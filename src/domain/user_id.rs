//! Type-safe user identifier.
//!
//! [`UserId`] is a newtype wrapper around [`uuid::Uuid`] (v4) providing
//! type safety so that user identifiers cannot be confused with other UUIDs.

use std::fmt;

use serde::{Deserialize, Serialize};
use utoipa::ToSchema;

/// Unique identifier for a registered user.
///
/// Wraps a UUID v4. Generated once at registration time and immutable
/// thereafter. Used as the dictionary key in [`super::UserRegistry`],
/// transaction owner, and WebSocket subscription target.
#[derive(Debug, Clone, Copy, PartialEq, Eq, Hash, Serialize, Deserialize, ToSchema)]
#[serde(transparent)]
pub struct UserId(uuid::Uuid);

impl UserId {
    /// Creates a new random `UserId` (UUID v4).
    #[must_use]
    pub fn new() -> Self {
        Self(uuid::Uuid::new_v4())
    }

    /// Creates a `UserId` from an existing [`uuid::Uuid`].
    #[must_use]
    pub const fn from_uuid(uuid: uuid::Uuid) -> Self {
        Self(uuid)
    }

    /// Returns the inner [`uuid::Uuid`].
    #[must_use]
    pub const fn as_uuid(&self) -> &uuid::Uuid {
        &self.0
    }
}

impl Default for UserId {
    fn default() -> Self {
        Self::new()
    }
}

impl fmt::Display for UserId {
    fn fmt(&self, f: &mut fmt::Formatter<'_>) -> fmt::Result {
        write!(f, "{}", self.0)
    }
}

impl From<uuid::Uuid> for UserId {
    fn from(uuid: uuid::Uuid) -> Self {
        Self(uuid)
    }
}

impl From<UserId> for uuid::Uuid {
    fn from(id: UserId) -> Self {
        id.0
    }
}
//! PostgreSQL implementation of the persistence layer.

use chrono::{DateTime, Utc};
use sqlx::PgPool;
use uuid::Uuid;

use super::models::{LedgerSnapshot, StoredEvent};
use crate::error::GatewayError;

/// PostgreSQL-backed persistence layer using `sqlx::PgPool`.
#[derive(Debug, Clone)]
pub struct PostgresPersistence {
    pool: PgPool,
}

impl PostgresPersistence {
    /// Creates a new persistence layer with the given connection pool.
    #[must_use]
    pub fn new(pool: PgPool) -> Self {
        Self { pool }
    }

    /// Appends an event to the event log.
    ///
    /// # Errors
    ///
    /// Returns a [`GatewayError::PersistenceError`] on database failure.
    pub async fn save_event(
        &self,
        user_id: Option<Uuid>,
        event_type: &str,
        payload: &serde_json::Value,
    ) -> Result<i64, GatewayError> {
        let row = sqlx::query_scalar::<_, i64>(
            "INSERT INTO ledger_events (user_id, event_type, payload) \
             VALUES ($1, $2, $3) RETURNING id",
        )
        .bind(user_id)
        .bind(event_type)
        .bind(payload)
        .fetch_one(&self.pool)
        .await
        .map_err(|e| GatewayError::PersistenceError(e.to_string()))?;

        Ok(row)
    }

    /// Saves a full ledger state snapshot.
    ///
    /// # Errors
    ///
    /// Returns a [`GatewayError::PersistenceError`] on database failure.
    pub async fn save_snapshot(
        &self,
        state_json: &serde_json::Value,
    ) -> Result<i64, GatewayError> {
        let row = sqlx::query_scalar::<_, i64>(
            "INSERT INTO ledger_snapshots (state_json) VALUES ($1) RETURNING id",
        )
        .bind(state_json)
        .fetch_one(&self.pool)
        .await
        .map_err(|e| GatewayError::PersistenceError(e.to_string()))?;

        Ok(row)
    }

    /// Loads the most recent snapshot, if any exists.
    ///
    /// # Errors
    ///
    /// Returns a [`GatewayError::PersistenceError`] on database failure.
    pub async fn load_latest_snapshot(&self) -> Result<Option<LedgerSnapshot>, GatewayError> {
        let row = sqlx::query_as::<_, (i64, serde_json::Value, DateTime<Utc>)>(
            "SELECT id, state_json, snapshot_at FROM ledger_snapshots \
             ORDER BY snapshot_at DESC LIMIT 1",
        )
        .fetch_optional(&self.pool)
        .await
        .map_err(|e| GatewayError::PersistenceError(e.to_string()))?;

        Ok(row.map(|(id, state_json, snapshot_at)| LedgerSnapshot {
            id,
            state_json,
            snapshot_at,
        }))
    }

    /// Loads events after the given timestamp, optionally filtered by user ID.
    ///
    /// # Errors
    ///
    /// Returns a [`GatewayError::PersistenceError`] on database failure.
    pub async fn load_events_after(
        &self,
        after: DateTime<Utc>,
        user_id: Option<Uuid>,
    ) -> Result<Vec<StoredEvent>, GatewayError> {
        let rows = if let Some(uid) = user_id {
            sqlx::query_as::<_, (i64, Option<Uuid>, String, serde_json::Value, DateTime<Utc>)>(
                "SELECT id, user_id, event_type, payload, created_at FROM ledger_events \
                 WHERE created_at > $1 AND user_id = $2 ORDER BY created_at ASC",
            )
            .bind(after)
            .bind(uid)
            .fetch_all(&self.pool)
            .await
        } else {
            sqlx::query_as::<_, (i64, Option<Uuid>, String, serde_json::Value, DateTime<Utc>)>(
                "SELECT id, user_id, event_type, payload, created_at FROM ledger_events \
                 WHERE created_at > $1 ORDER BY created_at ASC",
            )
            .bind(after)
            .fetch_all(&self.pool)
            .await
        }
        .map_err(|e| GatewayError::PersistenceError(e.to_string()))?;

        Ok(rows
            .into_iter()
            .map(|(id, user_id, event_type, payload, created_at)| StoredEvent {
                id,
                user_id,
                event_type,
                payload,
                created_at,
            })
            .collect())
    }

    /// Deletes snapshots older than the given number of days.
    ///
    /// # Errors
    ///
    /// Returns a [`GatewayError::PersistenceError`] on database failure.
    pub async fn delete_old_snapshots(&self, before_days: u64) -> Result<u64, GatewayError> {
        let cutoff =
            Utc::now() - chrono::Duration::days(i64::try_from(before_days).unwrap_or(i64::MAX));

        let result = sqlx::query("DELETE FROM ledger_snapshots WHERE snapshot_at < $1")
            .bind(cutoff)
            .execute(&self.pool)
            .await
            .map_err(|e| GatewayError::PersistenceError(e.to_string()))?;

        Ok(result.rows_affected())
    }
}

■ Work instructions ■
Copy each line of the data that contains the word "super", leaving the other lines out.

■ Solved exercise ■
/// thereafter. Used as the dictionary key in [`super::UserRegistry`],
use super::models::{LedgerSnapshot, StoredEvent};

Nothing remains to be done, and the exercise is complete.